Other studies have challenged these most recent results, including a 1997 study co-authored by economist John Lott. The study examined crime data from 1977 and 1992 and found that the greater presence of concealed weapons led to a decrease in crime.
Some experts believe the reason there is a lack of studies relating to gun violence is because of active efforts to prevent research from occurring, reports ABC News.
The 1996 Dickey Amendment, lobbied for by the NRA, banned funds from the Centers for Disease Control and Prevention from being used to advocate or promote gun control.
2014 FBI Report Supports New Study’s Findings
A 2014 report from the FBI also supports the study’s claim that arming civilians doesn’t prevent gun violence, according to NY Daily News.
The report examined 160 active shooter incidents from 2000 to 2013. Of those 160 incidents, five resulted in an armed civilian exchanging gunfire with the shooter, leading to the shooter being killed, wounded or taking his own life.
By contrast, 21 of the incidents ended after an unarmed citizen “safely and successfully restrained the shooter,” according to the report.
“Most of the time, if you’re talking about a civilian stopping a mass shooter, it’s the unarmed guy without the gun because they’re right there,” says Donohue. “It’s not very often that somebody with a gun who’s a private citizen plays a useful role in ending these mass shooting events.”
The study’s findings cast doubt on the National Rifle Association’s mantra that “the only way to stop a bad guy with a gun is with a good guy with a gun.”
The statement was made by NRA chief executive Wayne LaPierre following the 2012 Sandy Hook Elementary School shooting and was reiterated following the Marjory Stoneman Douglas High School shooting.
David Chipman, who served as a special agent for the Bureau of Alcohol Tobacco and Firearms for 25 years before becoming a policy adviser at Giffords, a gun violence prevention advocacy group, is mainly concerned with the lack of training for civilians with concealed weapons.

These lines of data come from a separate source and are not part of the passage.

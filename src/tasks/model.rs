use chrono::{DateTime, NaiveDate, SecondsFormat, Utc};
use serde::{Deserialize, Serialize};
use serde_json::Value;
use thiserror::Error;

#[derive(Debug, Error)]
pub enum TaskError {
    #[error("I/O error: {0}")]
    Io(#[from] std::io::Error),
    #[error("invalid task data: {0}")]
    Json(#[from] serde_json::Error),
    #[error("Task with ID {0} not found")]
    NotFound(u64),
    #[error("Task {0} is already completed")]
    AlreadyCompleted(u64),
    #[error("Please provide a search query")]
    EmptyQuery,
}

#[derive(Debug, Clone, Copy, PartialEq, Eq, Hash, Default, Serialize, Deserialize)]
#[serde(rename_all = "lowercase")]
pub enum Priority {
    Low,
    #[default]
    Medium,
    High,
}

impl Priority {
    /// Case-insensitive; anything unrecognised becomes `Medium`.
    pub fn parse_lenient(raw: &str) -> Self {
        match raw.trim().to_lowercase().as_str() {
            "low" => Priority::Low,
            "high" => Priority::High,
            _ => Priority::Medium,
        }
    }

    pub fn as_str(&self) -> &'static str {
        match self {
            Priority::Low => "low",
            Priority::Medium => "medium",
            Priority::High => "high",
        }
    }

    /// Sort rank, most urgent first.
    pub fn rank(&self) -> u8 {
        match self {
            Priority::High => 0,
            Priority::Medium => 1,
            Priority::Low => 2,
        }
    }
}

#[derive(Debug, Clone, PartialEq, Serialize, Deserialize)]
#[serde(rename_all = "camelCase")]
pub struct Task {
    pub id: u64,
    pub title: String,
    #[serde(default)]
    pub priority: Priority,
    #[serde(default)]
    pub completed: bool,
    pub created_at: String,
    #[serde(default, skip_serializing_if = "Option::is_none")]
    pub updated_at: Option<String>,
    #[serde(default, skip_serializing_if = "Option::is_none")]
    pub completed_at: Option<String>,
    #[serde(default, skip_serializing_if = "Option::is_none")]
    pub due_date: Option<String>,
    #[serde(default, skip_serializing_if = "Vec::is_empty")]
    pub tags: Vec<String>,
}

impl Task {
    pub fn new(id: u64, title: impl Into<String>, priority: Priority) -> Self {
        Self {
            id,
            title: title.into(),
            priority,
            completed: false,
            created_at: now_iso(),
            updated_at: None,
            completed_at: None,
            due_date: None,
            tags: Vec::new(),
        }
    }

    pub fn has_tag(&self, tag: &str) -> bool {
        self.tags.iter().any(|t| t == tag)
    }

    /// A pending task whose due date lies before `now`. Unparseable due dates
    /// are never overdue.
    pub fn is_overdue(&self, now: DateTime<Utc>) -> bool {
        !self.completed
            && self
                .due_date
                .as_deref()
                .and_then(parse_timestamp)
                .is_some_and(|due| due < now)
    }

    pub fn status(&self) -> &'static str {
        if self.completed { "completed" } else { "pending" }
    }

    /// Builds a task from a loosely typed record, keeping whatever fields
    /// are usable. `id` is assigned by the caller.
    pub fn from_value(id: u64, item: &Value) -> Self {
        Task {
            id,
            title: text(item.get("title")).unwrap_or_default(),
            priority: item
                .get("priority")
                .and_then(Value::as_str)
                .map(Priority::parse_lenient)
                .unwrap_or_default(),
            completed: truthy(item.get("completed")),
            created_at: text(item.get("createdAt")).unwrap_or_else(now_iso),
            updated_at: text(item.get("updatedAt")),
            completed_at: text(item.get("completedAt")),
            due_date: text(item.get("dueDate")),
            tags: tags(item.get("tags")),
        }
    }
}

/// The record's id when it is a positive integer (number or numeric string)
/// that still has a successor.
pub fn record_id(item: &Value) -> Option<u64> {
    let id = match item.get("id")? {
        Value::Number(n) => n.as_u64(),
        Value::String(s) => s.trim().parse::<u64>().ok(),
        _ => None,
    }?;
    (id > 0 && id.checked_add(1).is_some()).then_some(id)
}

fn truthy(value: Option<&Value>) -> bool {
    match value {
        None | Some(Value::Null) => false,
        Some(Value::Bool(b)) => *b,
        Some(Value::Number(n)) => n.as_f64().is_some_and(|f| f != 0.0 && !f.is_nan()),
        Some(Value::String(s)) => !s.is_empty(),
        Some(_) => true,
    }
}

fn text(value: Option<&Value>) -> Option<String> {
    match value? {
        Value::String(s) if !s.is_empty() => Some(s.clone()),
        Value::Number(n) => Some(n.to_string()),
        Value::Bool(true) => Some("true".to_string()),
        _ => None,
    }
}

fn tags(value: Option<&Value>) -> Vec<String> {
    match value {
        Some(Value::Array(items)) => items.iter().filter_map(|v| text(Some(v))).collect(),
        other => text(other).into_iter().collect(),
    }
}

/// Current time in the `2024-01-31T08:00:00.000Z` form used in the data file.
pub fn now_iso() -> String {
    Utc::now().to_rfc3339_opts(SecondsFormat::Millis, true)
}

/// Accepts RFC 3339 timestamps and bare `YYYY-MM-DD` dates (midnight UTC).
pub fn parse_timestamp(raw: &str) -> Option<DateTime<Utc>> {
    let raw = raw.trim();
    if let Ok(dt) = DateTime::parse_from_rfc3339(raw) {
        return Some(dt.with_timezone(&Utc));
    }
    NaiveDate::parse_from_str(raw, "%Y-%m-%d")
        .ok()
        .and_then(|d| d.and_hms_opt(0, 0, 0))
        .map(|dt| dt.and_utc())
}

#[cfg(test)]
mod tests {
    use super::*;

    #[test]
    fn priority_parsing_is_lenient() {
        assert_eq!(Priority::parse_lenient("HIGH"), Priority::High);
        assert_eq!(Priority::parse_lenient(" low "), Priority::Low);
        assert_eq!(Priority::parse_lenient("urgent"), Priority::Medium);
    }

    #[test]
    fn overdue_only_for_pending_tasks_with_past_due_date() {
        let now = parse_timestamp("2024-06-01T12:00:00Z").unwrap();
        let mut task = Task::new(1, "pay rent", Priority::High);
        assert!(!task.is_overdue(now));

        task.due_date = Some("2024-05-31".into());
        assert!(task.is_overdue(now));

        task.due_date = Some("not a date".into());
        assert!(!task.is_overdue(now));

        task.due_date = Some("2024-05-31".into());
        task.completed = true;
        assert!(!task.is_overdue(now));
    }

    #[test]
    fn record_ids_must_be_positive_with_a_successor() {
        assert_eq!(record_id(&serde_json::json!({"id": 7})), Some(7));
        assert_eq!(record_id(&serde_json::json!({"id": "12"})), Some(12));
        assert_eq!(record_id(&serde_json::json!({"id": 2.5})), None);
        assert_eq!(record_id(&serde_json::json!({"id": 0})), None);
        assert_eq!(record_id(&serde_json::json!({"id": u64::MAX})), None);
        assert_eq!(record_id(&serde_json::json!({"title": "no id"})), None);
    }

    #[test]
    fn loose_records_are_repaired_field_by_field() {
        let task = Task::from_value(
            4,
            &serde_json::json!({"title": "t", "priority": "High", "completed": null, "tags": null}),
        );
        assert_eq!(task.priority, Priority::High);
        assert!(!task.completed);
        assert!(task.tags.is_empty());
        assert!(!task.created_at.is_empty());
    }

    #[test]
    fn optional_fields_are_omitted_from_json() {
        let task = Task::new(3, "write report", Priority::Low);
        let json = serde_json::to_value(&task).unwrap();
        assert_eq!(json["priority"], "low");
        assert!(json.get("dueDate").is_none());
        assert!(json.get("tags").is_none());
        assert!(json.get("createdAt").is_some());
    }
}
use serde::{Deserialize, Serialize};
use tokio::sync::RwLock;

use crate::error::{AppError, AppResult};

#[derive(Debug, Clone, Copy, PartialEq, Eq, Serialize, Deserialize)]
#[serde(rename_all = "lowercase")]
pub enum Role {
    Admin,
    User,
}

impl Role {
    pub fn as_str(&self) -> &'static str {
        match self {
            Role::Admin => "admin",
            Role::User => "user",
        }
    }

    pub fn parse(s: &str) -> Option<Self> {
        match s {
            "admin" => Some(Role::Admin),
            "user" => Some(Role::User),
            _ => None,
        }
    }
}

#[derive(Debug, Clone, PartialEq, Eq, Serialize, Deserialize)]
pub struct User {
    pub id: u64,
    pub name: String,
    pub email: String,
    pub role: Role,
}

#[derive(Debug, Clone)]
pub struct NewUser {
    pub name: String,
    pub email: String,
    pub role: Option<Role>,
}

#[derive(Debug, Clone, Default)]
pub struct UserChanges {
    pub name: Option<String>,
    pub email: Option<String>,
    pub role: Option<Role>,
}

/// In-memory user store handed to the handlers through `AppState`.
pub struct UserRepository {
    users: RwLock<Vec<User>>,
}

impl Default for UserRepository {
    fn default() -> Self {
        Self::seeded()
    }
}

impl UserRepository {
    pub fn new(users: Vec<User>) -> Self {
        Self {
            users: RwLock::new(users),
        }
    }

    pub fn seeded() -> Self {
        let seed = [
            (1, "John Doe", "john@example.com", Role::Admin),
            (2, "Jane Smith", "jane@example.com", Role::User),
            (3, "Bob Johnson", "bob@example.com", Role::User),
            (4, "Alice Brown", "alice@example.com", Role::User),
            (5, "Tom Lee", "tom@example.com", Role::Admin),
        ];
        Self::new(
            seed.into_iter()
                .map(|(id, name, email, role)| User {
                    id,
                    name: name.to_string(),
                    email: email.to_string(),
                    role,
                })
                .collect(),
        )
    }

    /// All users, optionally restricted to one role, in insertion order.
    pub async fn list(&self, role: Option<Role>) -> Vec<User> {
        let users = self.users.read().await;
        users
            .iter()
            .filter(|u| role.is_none_or(|r| u.role == r))
            .cloned()
            .collect()
    }

    /// Case-insensitive substring match on name or email.
    pub async fn search(&self, query: &str) -> Vec<User> {
        let keyword = query.to_lowercase();
        let users = self.users.read().await;
        users
            .iter()
            .filter(|u| u.name.to_lowercase().contains(&keyword) || u.email.to_lowercase().contains(&keyword))
            .cloned()
            .collect()
    }

    pub async fn get(&self, id: u64) -> Option<User> {
        self.users.read().await.iter().find(|u| u.id == id).cloned()
    }

    pub async fn create(&self, input: NewUser) -> User {
        let mut users = self.users.write().await;
        let id = users.iter().map(|u| u.id).max().unwrap_or(0) + 1;
        let user = User {
            id,
            name: input.name,
            email: input.email,
            role: input.role.unwrap_or(Role::User),
        };
        users.push(user.clone());
        user
    }

    pub async fn update(&self, id: u64, changes: UserChanges) -> AppResult<User> {
        let mut users = self.users.write().await;
        let user = users
            .iter_mut()
            .find(|u| u.id == id)
            .ok_or_else(|| user_not_found(id))?;

        if let Some(name) = changes.name {
            user.name = name;
        }
        if let Some(email) = changes.email {
            user.email = email;
        }
        if let Some(role) = changes.role {
            user.role = role;
        }
        Ok(user.clone())
    }

    pub async fn delete(&self, id: u64) -> AppResult<User> {
        let mut users = self.users.write().await;
        let idx = users
            .iter()
            .position(|u| u.id == id)
            .ok_or_else(|| user_not_found(id))?;
        Ok(users.remove(idx))
    }
}

pub fn user_not_found(id: impl std::fmt::Display) -> AppError {
    AppError::NotFound(format!("User with ID {id} not found"))
}

#[cfg(test)]
mod tests {
    use super::*;

    #[tokio::test]
    async fn filters_by_role() {
        let repo = UserRepository::seeded();
        let admins = repo.list(Some(Role::Admin)).await;
        assert_eq!(admins.iter().map(|u| u.id).collect::<Vec<_>>(), vec![1, 5]);
        assert_eq!(repo.list(None).await.len(), 5);
    }

    #[tokio::test]
    async fn ids_never_reuse_after_delete() {
        let repo = UserRepository::seeded();
        repo.delete(2).await.unwrap();

        let user = repo
            .create(NewUser {
                name: "New".into(),
                email: "new@example.com".into(),
                role: None,
            })
            .await;
        assert_eq!(user.id, 6);
        assert_eq!(user.role, Role::User);
    }

    #[tokio::test]
    async fn update_merges_only_given_fields() {
        let repo = UserRepository::seeded();
        let updated = repo
            .update(
                3,
                UserChanges {
                    role: Some(Role::Admin),
                    ..Default::default()
                },
            )
            .await
            .unwrap();
        assert_eq!(updated.name, "Bob Johnson");
        assert_eq!(updated.role, Role::Admin);

        assert!(matches!(
            repo.update(99, UserChanges::default()).await,
            Err(AppError::NotFound(_))
        ));
    }

    #[tokio::test]
    async fn search_matches_name_or_email() {
        let repo = UserRepository::seeded();
        assert_eq!(repo.search("JOHN").await.len(), 2);
        assert_eq!(repo.search("alice@").await[0].id, 4);
        assert!(repo.search("zzz").await.is_empty());
    }
}
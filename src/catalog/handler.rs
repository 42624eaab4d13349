use axum::{
    Json,
    extract::{Path, Query, State, rejection::JsonRejection},
    http::StatusCode,
    response::{IntoResponse, Response},
};
use serde::{Deserialize, de::DeserializeOwned};
use serde_json::Value;

use super::{AuthorInput, BookInput, author_not_found, book_not_found};
use crate::api::{PageParams, created, list, parse_body, parse_id, success};
use crate::error::{AppError, AppResult};
use crate::handler::AppState;
use crate::validate::{AUTHOR_SCHEMA, BOOK_SCHEMA, Schema};

#[derive(Debug, Deserialize)]
pub struct AuthorFilter {
    pub country: Option<String>,
}

#[derive(Debug, Deserialize)]
pub struct BookFilter {
    pub genre: Option<String>,
    #[serde(flatten)]
    pub page: PageParams,
}

#[derive(Debug, Deserialize)]
pub struct SearchParams {
    pub q: Option<String>,
}

fn validated<T: DeserializeOwned>(schema: &Schema, payload: Result<Json<Value>, JsonRejection>) -> AppResult<T> {
    let body = parse_body(payload)?;
    let normalized = schema.validate(&body)?;
    serde_json::from_value(Value::Object(normalized)).map_err(|e| AppError::Validation(e.to_string()))
}

// ============================================================================
// Author Handlers
// ============================================================================

pub async fn list_authors(State(state): State<AppState>, Query(filter): Query<AuthorFilter>) -> Response {
    let country = filter.country.as_deref().filter(|c| !c.is_empty());
    list(state.catalog.list_authors(country).await)
}

pub async fn search_authors(State(state): State<AppState>, Query(params): Query<SearchParams>) -> Response {
    list(state.catalog.search_authors(params.q.as_deref().unwrap_or_default()).await)
}

pub async fn get_author(State(state): State<AppState>, Path(id): Path<String>) -> Response {
    let found = match parse_id(&id) {
        Some(id) => state.catalog.author_with_books(id).await,
        None => None,
    };

    match found {
        Some(author) => success(author),
        None => author_not_found().into_response(),
    }
}

pub async fn create_author(
    State(state): State<AppState>,
    payload: Result<Json<Value>, JsonRejection>,
) -> Response {
    let input: AuthorInput = match validated(&AUTHOR_SCHEMA, payload) {
        Ok(input) => input,
        Err(e) => return e.into_response(),
    };

    let author = state.catalog.create_author(input).await;
    tracing::info!(author_id = author.id, "author created");
    created(None, author)
}

pub async fn update_author(
    State(state): State<AppState>,
    Path(id): Path<String>,
    payload: Result<Json<Value>, JsonRejection>,
) -> Response {
    let input: AuthorInput = match validated(&AUTHOR_SCHEMA, payload) {
        Ok(input) => input,
        Err(e) => return e.into_response(),
    };
    let Some(id) = parse_id(&id) else {
        return author_not_found().into_response();
    };

    match state.catalog.update_author(id, input).await {
        Ok(author) => success(author),
        Err(e) => e.into_response(),
    }
}

pub async fn delete_author(State(state): State<AppState>, Path(id): Path<String>) -> Response {
    let Some(id) = parse_id(&id) else {
        return author_not_found().into_response();
    };

    match state.catalog.delete_author(id).await {
        Ok(author) => {
            tracing::info!(author_id = author.id, "author deleted");
            success(author)
        }
        Err(e) => e.into_response(),
    }
}

// ============================================================================
// Book Handlers
// ============================================================================

pub async fn list_books(State(state): State<AppState>, Query(filter): Query<BookFilter>) -> Response {
    let genre = filter.genre.as_deref().filter(|g| !g.is_empty());
    let books = state.catalog.list_books(genre).await;
    let page = filter.page.into_handler_params().paginate(&books);

    (StatusCode::OK, Json(page)).into_response()
}

pub async fn search_books(State(state): State<AppState>, Query(params): Query<SearchParams>) -> Response {
    list(state.catalog.search_books(params.q.as_deref().unwrap_or_default()).await)
}

pub async fn get_book(State(state): State<AppState>, Path(id): Path<String>) -> Response {
    let found = match parse_id(&id) {
        Some(id) => state.catalog.get_book(id).await,
        None => None,
    };

    match found {
        Some(book) => success(book),
        None => book_not_found().into_response(),
    }
}

pub async fn create_book(
    State(state): State<AppState>,
    payload: Result<Json<Value>, JsonRejection>,
) -> Response {
    let input: BookInput = match validated(&BOOK_SCHEMA, payload) {
        Ok(input) => input,
        Err(e) => return e.into_response(),
    };

    match state.catalog.create_book(input).await {
        Ok(book) => {
            tracing::info!(book_id = book.book.id, "book created");
            created(None, book)
        }
        Err(e) => e.into_response(),
    }
}

pub async fn update_book(
    State(state): State<AppState>,
    Path(id): Path<String>,
    payload: Result<Json<Value>, JsonRejection>,
) -> Response {
    let input: BookInput = match validated(&BOOK_SCHEMA, payload) {
        Ok(input) => input,
        Err(e) => return e.into_response(),
    };
    let Some(id) = parse_id(&id) else {
        return book_not_found().into_response();
    };

    match state.catalog.update_book(id, input).await {
        Ok(book) => success(book),
        Err(e) => e.into_response(),
    }
}

pub async fn delete_book(State(state): State<AppState>, Path(id): Path<String>) -> Response {
    let Some(id) = parse_id(&id) else {
        return book_not_found().into_response();
    };

    match state.catalog.delete_book(id).await {
        Ok(book) => success(book),
        Err(e) => e.into_response(),
    }
}
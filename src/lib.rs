use std::error::Error;

pub mod api;
pub mod catalog;
pub mod config;
pub mod db;
pub mod error;
pub mod handler;
pub mod library;
pub mod products;
pub mod rate_limit;
pub mod router;
pub mod tasks;
pub mod todos;
pub mod users;
pub mod validate;

/// Flattens an error and its source chain into `outer: inner: root`.
pub fn unpack_error(err: &(dyn Error)) -> String {
    let mut parts = Vec::new();
    parts.push(err.to_string());
    let mut current = err.source();
    while let Some(source) = current {
        parts.push(source.to_string());
        current = source.source();
    }
    parts.join(": ")
}
use std::path::{Path, PathBuf};

use anyhow::Result;
use bootcamp::config::{Config, default_config_path};
use bootcamp::tasks::{ListOptions, NewTask, Priority, SortKey, StatusFilter, Storage, Task, TaskError, TaskManager};
use clap::{Parser, Subcommand};
use tracing_subscriber::EnvFilter;

#[derive(Parser)]
#[command(name = "tasks")]
#[command(about = "Manage a task list stored in a JSON file")]
#[command(version)]
struct Cli {
    /// Custom config file path
    #[arg(short, long)]
    config: Option<String>,

    /// Task data file (overrides tasks.data_file from the config)
    #[arg(short, long)]
    file: Option<PathBuf>,

    #[command(subcommand)]
    command: Commands,
}

#[derive(Subcommand)]
enum Commands {
    /// Add a new task
    Add {
        title: String,
        /// low, medium or high
        #[arg(short, long, default_value = "medium")]
        priority: String,
        /// Due date (YYYY-MM-DD)
        #[arg(long)]
        due: Option<String>,
        /// Comma-separated tags
        #[arg(long)]
        tags: Option<String>,
    },
    /// List tasks
    List {
        /// all, pending or completed
        #[arg(default_value = "all")]
        filter: String,
        #[arg(long)]
        tag: Option<String>,
        /// Only pending tasks past their due date
        #[arg(long)]
        overdue: bool,
        /// priority or date
        #[arg(long)]
        sort: Option<String>,
    },
    /// Search titles and tags
    Search {
        query: String,
        #[arg(long)]
        tag: Option<String>,
        #[arg(long)]
        sort: Option<String>,
    },
    /// Mark a task as completed
    Done { id: u64 },
    /// Delete a task
    Delete { id: u64 },
    /// Change a task's title
    Update { id: u64, title: String },
    /// Show task statistics
    Stats,
    /// Write all tasks to a file
    Export { path: PathBuf },
    /// Merge tasks from a previously exported file
    Import { path: PathBuf },
}

#[tokio::main]
async fn main() -> Result<()> {
    dotenvy::dotenv().ok();
    tracing_subscriber::fmt()
        .with_env_filter(EnvFilter::try_from_default_env().unwrap_or_else(|_| EnvFilter::new("warn")))
        .with_writer(std::io::stderr)
        .init();

    let cli = Cli::parse();
    let data_file = match cli.file {
        Some(file) => file,
        None => {
            let config_path = cli.config.map(PathBuf::from).unwrap_or_else(default_config_path);
            PathBuf::from(Config::load_or_default(&config_path)?.tasks.data_file)
        }
    };

    let mut manager = TaskManager::new(Storage::new(data_file));
    match run(&mut manager, cli.command).await {
        Ok(()) => Ok(()),
        Err(e @ (TaskError::NotFound(_) | TaskError::AlreadyCompleted(_) | TaskError::EmptyQuery)) => {
            eprintln!("{e}");
            std::process::exit(1);
        }
        Err(e) => Err(e.into()),
    }
}

async fn run(manager: &mut TaskManager, command: Commands) -> Result<(), TaskError> {
    match command {
        Commands::Add {
            title,
            priority,
            due,
            tags,
        } => {
            let task = manager
                .add(NewTask {
                    title,
                    priority: Priority::parse_lenient(&priority),
                    due,
                    tags: split_tags(tags.as_deref()),
                })
                .await?;
            println!("Task added: \"{}\" (ID: {})", task.title, task.id);
        }
        Commands::List {
            filter,
            tag,
            overdue,
            sort,
        } => {
            let filter = StatusFilter::parse_lenient(&filter);
            let opts = ListOptions {
                tag,
                overdue,
                sort: sort.as_deref().and_then(SortKey::parse),
            };
            let tasks = manager.list(filter, &opts).await;
            print_tasks(&format!("{filter:?} tasks"), &tasks);
        }
        Commands::Search { query, tag, sort } => {
            let opts = ListOptions {
                tag,
                overdue: false,
                sort: sort.as_deref().and_then(SortKey::parse),
            };
            let tasks = manager.search(&query, &opts).await?;
            print_tasks("Search results", &tasks);
        }
        Commands::Done { id } => {
            manager.complete(id).await?;
            println!("Task {id} marked as completed");
        }
        Commands::Delete { id } => {
            manager.delete(id).await?;
            println!("Task {id} deleted");
        }
        Commands::Update { id, title } => {
            manager.update(id, &title).await?;
            println!("Task {id} updated");
        }
        Commands::Stats => {
            let stats = manager.stats().await;
            println!("{}", "=".repeat(40));
            println!("  TASK STATISTICS");
            println!("{}", "=".repeat(40));
            println!("Total tasks    : {}", stats.total);
            println!("Completed      : {}", stats.completed);
            println!("Pending        : {}", stats.pending);
            println!();
            println!("By priority:");
            println!("  High   : {}", stats.high);
            println!("  Medium : {}", stats.medium);
            println!("  Low    : {}", stats.low);
        }
        Commands::Export { path } => {
            let count = manager.export(&path).await?;
            println!("Exported {count} task(s) to {}", path.display());
        }
        Commands::Import { path } => {
            let count = manager.import(&path).await?;
            report_import(count, &path);
        }
    }
    Ok(())
}

fn split_tags(raw: Option<&str>) -> Vec<String> {
    raw.map(|s| {
        s.split(',')
            .map(str::trim)
            .filter(|t| !t.is_empty())
            .map(String::from)
            .collect()
    })
    .unwrap_or_default()
}

fn report_import(count: usize, path: &Path) {
    if count == 0 {
        println!("No tasks to import");
    } else {
        println!("Imported {count} task(s) from {}", path.display());
    }
}

fn print_tasks(heading: &str, tasks: &[Task]) {
    if tasks.is_empty() {
        println!("No tasks found");
        return;
    }

    println!("\n{}\n", heading.to_uppercase());
    println!(
        "{:<5} {:<32} {:<8} {:<10} {:<12} {:<16} {}",
        "ID", "Title", "Priority", "Status", "Due", "Tags", "Created"
    );
    for t in tasks {
        println!(
            "{:<5} {:<32} {:<8} {:<10} {:<12} {:<16} {}",
            t.id,
            truncate(&t.title, 32),
            t.priority.as_str(),
            t.status(),
            t.due_date.as_deref().unwrap_or(""),
            t.tags.join(","),
            t.created_at
        );
    }
    println!("\nTotal: {} task(s)\n", tasks.len());
}

fn truncate(s: &str, max: usize) -> String {
    if s.chars().count() <= max {
        return s.to_string();
    }
    let mut out: String = s.chars().take(max.saturating_sub(3)).collect();
    out.push_str("...");
    out
}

“I was a good guy with a gun. I was a member of ATF’s version of SWAT and I know what it takes, and the training that is required to perform during a critical incident when rounds are being fired at you,” said Chipman. “I can imagine scenarios wherein trained hands, a gun could be used in self-defense of oneself. It’s a whole ‘nother thing to imagine [how] a gun in untrained hands could somehow result in winning a gun battle, and my belief is that this ‘good guy with a gun’ messaging really is a sales technique to encourage people to believe that their capabilities with a gun are well beyond what they would actually be like in scenario like Parkland.”